What you should do
All lines in the entries below that hold "values" make up the answer.

Records provided
▶

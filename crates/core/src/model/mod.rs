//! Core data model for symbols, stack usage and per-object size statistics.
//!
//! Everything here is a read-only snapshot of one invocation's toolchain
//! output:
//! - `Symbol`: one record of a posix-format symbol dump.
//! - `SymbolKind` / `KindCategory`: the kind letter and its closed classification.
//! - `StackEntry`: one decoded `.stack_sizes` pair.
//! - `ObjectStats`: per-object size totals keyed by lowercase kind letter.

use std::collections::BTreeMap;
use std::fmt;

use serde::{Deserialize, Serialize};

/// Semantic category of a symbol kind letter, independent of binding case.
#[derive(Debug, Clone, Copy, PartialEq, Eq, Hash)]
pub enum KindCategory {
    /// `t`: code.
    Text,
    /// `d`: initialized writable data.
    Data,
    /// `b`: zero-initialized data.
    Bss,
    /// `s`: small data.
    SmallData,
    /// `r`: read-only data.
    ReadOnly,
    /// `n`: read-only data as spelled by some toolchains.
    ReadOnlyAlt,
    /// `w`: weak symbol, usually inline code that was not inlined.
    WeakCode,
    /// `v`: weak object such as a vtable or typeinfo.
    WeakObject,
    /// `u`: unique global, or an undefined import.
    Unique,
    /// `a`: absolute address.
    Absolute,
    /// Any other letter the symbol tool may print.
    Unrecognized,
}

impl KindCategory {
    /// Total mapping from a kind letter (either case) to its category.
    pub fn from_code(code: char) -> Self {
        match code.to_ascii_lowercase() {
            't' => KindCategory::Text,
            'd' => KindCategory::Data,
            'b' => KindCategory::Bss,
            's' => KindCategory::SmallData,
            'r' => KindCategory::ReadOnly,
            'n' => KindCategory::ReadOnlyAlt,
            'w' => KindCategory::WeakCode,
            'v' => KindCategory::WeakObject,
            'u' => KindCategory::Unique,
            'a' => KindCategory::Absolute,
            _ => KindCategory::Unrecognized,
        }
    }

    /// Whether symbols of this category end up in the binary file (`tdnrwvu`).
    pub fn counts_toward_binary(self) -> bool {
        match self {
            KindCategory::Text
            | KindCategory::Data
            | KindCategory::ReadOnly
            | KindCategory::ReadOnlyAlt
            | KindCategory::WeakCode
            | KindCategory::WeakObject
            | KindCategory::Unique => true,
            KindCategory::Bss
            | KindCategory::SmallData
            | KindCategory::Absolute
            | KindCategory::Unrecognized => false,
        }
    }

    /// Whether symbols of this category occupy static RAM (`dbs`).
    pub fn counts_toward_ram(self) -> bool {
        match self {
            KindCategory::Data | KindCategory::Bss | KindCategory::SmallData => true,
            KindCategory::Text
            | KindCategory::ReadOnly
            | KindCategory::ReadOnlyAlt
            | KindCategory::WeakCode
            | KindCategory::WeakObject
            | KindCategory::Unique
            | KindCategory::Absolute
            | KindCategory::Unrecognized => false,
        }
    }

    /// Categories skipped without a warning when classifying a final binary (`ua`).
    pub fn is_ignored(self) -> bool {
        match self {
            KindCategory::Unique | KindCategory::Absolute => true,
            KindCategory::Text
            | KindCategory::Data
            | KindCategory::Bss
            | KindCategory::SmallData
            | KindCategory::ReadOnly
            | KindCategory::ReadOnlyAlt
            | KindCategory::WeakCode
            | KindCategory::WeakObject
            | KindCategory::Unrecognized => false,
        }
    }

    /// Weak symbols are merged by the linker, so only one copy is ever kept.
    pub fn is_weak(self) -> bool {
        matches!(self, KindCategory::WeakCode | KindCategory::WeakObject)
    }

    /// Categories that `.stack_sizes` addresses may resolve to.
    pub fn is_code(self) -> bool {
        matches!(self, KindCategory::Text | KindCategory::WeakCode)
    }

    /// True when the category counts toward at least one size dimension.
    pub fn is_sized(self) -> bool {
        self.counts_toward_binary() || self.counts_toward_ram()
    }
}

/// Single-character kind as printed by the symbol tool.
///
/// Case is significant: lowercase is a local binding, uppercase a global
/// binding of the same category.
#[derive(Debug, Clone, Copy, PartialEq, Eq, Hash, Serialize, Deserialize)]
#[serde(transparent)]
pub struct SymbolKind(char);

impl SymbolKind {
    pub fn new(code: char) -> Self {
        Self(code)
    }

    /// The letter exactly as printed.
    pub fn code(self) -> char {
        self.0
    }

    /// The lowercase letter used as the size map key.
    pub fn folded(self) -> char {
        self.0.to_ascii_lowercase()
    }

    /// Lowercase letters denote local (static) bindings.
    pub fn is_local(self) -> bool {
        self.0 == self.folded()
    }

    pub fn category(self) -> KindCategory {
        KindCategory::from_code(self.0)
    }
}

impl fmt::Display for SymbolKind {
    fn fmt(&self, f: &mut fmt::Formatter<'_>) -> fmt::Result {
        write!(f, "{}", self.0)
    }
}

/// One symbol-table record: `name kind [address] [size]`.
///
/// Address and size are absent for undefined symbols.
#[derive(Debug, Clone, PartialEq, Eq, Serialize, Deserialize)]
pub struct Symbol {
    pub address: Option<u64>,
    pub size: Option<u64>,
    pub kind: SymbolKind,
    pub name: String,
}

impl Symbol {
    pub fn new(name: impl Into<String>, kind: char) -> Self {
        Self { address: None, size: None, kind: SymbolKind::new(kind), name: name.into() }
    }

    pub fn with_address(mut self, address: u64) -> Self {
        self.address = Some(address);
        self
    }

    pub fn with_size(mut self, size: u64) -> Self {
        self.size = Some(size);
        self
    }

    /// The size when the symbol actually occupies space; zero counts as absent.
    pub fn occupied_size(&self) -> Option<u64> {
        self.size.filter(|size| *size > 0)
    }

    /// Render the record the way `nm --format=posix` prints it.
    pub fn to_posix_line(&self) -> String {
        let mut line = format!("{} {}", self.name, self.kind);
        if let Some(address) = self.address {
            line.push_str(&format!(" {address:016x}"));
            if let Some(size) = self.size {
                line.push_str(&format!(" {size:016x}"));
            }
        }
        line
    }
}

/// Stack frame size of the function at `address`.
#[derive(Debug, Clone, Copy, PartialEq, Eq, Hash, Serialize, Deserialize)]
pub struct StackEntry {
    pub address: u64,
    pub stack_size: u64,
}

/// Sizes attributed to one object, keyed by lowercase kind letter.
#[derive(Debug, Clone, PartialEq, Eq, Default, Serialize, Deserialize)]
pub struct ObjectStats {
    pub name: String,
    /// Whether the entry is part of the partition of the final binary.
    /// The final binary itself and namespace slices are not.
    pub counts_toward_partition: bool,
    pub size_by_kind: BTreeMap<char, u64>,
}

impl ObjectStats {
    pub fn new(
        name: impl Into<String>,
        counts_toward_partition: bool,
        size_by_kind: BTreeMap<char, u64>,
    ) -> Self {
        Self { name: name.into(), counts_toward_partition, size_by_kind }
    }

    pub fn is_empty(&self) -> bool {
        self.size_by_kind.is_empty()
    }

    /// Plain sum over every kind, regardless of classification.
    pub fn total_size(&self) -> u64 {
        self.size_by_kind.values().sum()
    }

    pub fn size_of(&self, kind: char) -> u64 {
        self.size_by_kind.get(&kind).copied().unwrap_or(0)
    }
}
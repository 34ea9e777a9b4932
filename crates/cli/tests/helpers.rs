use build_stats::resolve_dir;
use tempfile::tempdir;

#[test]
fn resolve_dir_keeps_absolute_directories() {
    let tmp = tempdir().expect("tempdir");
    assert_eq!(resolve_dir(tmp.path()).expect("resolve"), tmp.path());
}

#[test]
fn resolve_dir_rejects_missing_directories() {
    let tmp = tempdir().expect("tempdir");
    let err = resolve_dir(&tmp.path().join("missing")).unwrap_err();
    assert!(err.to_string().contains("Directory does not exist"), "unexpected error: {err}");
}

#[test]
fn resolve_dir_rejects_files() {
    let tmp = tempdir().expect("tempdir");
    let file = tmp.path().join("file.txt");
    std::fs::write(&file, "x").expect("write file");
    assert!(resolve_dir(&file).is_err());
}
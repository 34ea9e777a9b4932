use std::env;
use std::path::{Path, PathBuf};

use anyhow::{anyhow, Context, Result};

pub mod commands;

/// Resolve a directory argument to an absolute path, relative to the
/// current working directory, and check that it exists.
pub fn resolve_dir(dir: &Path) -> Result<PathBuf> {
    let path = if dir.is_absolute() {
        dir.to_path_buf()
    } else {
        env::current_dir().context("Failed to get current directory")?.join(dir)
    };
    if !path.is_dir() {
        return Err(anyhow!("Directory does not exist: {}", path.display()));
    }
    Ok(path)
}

◀
▶

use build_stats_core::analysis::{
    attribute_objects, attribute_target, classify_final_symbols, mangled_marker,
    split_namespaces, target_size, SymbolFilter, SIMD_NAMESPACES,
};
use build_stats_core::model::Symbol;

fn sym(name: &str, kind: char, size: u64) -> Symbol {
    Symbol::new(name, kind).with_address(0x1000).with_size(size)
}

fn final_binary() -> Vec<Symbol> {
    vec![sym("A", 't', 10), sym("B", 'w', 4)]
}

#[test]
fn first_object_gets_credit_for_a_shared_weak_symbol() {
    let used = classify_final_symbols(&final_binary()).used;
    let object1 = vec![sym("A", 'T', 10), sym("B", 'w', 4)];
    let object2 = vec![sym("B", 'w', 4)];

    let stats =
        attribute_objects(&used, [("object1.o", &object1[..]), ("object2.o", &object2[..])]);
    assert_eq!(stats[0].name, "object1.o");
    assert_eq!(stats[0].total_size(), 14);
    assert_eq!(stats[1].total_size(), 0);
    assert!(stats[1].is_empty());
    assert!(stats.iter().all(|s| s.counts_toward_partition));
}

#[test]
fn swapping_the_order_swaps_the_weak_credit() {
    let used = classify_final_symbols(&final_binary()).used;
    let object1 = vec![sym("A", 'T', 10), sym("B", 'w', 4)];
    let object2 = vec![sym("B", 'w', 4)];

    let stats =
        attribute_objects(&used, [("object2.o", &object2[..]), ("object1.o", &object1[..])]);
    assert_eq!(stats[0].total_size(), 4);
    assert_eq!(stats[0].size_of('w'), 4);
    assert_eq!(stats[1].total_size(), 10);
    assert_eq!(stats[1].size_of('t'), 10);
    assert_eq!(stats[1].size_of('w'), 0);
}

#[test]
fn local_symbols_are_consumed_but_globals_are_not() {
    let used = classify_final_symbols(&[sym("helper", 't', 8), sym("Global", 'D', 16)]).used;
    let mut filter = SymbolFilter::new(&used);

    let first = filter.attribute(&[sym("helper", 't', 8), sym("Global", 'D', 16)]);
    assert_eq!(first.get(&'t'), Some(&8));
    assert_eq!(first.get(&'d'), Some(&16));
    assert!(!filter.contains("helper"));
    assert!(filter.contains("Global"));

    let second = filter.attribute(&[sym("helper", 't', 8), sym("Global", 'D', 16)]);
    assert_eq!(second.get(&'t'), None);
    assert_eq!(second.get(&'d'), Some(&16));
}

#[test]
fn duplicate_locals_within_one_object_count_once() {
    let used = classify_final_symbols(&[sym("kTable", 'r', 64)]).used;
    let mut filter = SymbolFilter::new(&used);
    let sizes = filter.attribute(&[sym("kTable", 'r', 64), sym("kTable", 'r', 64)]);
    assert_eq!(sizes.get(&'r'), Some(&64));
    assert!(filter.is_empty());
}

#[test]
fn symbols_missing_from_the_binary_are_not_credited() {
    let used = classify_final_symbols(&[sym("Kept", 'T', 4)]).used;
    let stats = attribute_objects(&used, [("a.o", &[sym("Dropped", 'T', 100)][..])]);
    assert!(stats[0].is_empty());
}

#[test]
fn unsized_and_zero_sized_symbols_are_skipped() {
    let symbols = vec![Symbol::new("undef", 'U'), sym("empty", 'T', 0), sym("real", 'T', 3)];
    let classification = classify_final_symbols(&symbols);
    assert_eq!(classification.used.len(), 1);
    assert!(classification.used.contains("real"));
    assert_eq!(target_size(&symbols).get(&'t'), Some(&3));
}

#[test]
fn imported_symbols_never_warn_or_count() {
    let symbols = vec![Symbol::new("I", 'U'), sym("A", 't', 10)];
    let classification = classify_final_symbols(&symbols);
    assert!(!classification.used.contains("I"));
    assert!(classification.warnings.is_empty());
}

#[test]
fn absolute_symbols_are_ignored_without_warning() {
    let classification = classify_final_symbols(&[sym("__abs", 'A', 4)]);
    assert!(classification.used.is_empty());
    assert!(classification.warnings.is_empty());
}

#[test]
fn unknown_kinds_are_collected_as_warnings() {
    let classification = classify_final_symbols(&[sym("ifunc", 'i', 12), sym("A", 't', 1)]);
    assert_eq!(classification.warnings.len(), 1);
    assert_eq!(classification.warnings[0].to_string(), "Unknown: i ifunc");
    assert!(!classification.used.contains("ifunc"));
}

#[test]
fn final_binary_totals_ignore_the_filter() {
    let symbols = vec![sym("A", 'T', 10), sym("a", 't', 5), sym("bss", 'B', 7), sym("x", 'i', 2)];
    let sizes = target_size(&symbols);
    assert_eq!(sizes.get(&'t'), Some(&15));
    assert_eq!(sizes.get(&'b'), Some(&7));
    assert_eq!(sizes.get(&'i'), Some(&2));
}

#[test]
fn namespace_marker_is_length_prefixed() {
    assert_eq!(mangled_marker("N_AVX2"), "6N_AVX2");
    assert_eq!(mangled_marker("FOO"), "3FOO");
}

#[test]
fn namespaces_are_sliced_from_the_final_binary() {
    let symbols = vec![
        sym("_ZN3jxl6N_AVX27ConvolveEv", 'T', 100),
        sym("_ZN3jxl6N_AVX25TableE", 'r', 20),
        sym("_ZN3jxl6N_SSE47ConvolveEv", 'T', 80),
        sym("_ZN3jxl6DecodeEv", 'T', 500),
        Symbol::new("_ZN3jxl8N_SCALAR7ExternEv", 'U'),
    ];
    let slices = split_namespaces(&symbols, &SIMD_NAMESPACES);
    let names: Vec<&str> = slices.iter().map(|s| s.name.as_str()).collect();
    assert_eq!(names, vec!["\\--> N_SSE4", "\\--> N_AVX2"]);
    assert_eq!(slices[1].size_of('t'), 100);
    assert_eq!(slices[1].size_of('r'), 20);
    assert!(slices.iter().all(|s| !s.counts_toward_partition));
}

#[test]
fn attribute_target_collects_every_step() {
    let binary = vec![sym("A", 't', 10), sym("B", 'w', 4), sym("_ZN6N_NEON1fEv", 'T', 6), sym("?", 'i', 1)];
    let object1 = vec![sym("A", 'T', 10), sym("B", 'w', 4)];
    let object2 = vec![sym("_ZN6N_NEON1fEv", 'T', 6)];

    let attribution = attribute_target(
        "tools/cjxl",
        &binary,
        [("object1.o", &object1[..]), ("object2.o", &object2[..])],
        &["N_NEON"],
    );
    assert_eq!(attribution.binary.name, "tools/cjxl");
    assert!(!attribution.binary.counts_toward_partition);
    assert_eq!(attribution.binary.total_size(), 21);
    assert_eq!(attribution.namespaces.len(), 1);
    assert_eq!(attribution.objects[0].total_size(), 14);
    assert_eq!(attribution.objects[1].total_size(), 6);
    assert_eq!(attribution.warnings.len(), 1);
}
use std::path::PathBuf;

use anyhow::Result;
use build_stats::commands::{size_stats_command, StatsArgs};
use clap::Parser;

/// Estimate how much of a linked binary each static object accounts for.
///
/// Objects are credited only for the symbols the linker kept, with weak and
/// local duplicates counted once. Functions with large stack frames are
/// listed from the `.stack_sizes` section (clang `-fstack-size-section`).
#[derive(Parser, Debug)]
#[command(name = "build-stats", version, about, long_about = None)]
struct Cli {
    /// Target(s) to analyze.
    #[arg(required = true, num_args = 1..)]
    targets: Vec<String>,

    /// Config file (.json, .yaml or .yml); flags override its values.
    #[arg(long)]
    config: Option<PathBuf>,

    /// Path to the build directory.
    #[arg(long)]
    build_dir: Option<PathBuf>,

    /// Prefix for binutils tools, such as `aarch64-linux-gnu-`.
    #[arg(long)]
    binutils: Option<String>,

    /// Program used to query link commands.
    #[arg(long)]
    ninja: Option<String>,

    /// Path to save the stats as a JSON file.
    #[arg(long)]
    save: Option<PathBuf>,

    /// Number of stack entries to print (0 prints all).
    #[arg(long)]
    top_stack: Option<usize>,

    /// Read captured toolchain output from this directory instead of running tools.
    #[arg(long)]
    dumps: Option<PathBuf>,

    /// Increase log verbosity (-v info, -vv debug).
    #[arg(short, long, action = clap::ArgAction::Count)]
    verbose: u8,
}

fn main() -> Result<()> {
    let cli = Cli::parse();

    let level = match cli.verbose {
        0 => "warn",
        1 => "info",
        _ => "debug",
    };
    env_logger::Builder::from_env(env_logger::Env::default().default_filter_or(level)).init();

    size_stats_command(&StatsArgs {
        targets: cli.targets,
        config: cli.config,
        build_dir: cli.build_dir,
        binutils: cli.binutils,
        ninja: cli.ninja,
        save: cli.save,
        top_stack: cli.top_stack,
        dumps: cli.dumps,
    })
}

◀

Exercise result
        self.size_by_kind.values().sum()
    /// Config file (.json, .yaml or .yml); flags override its values.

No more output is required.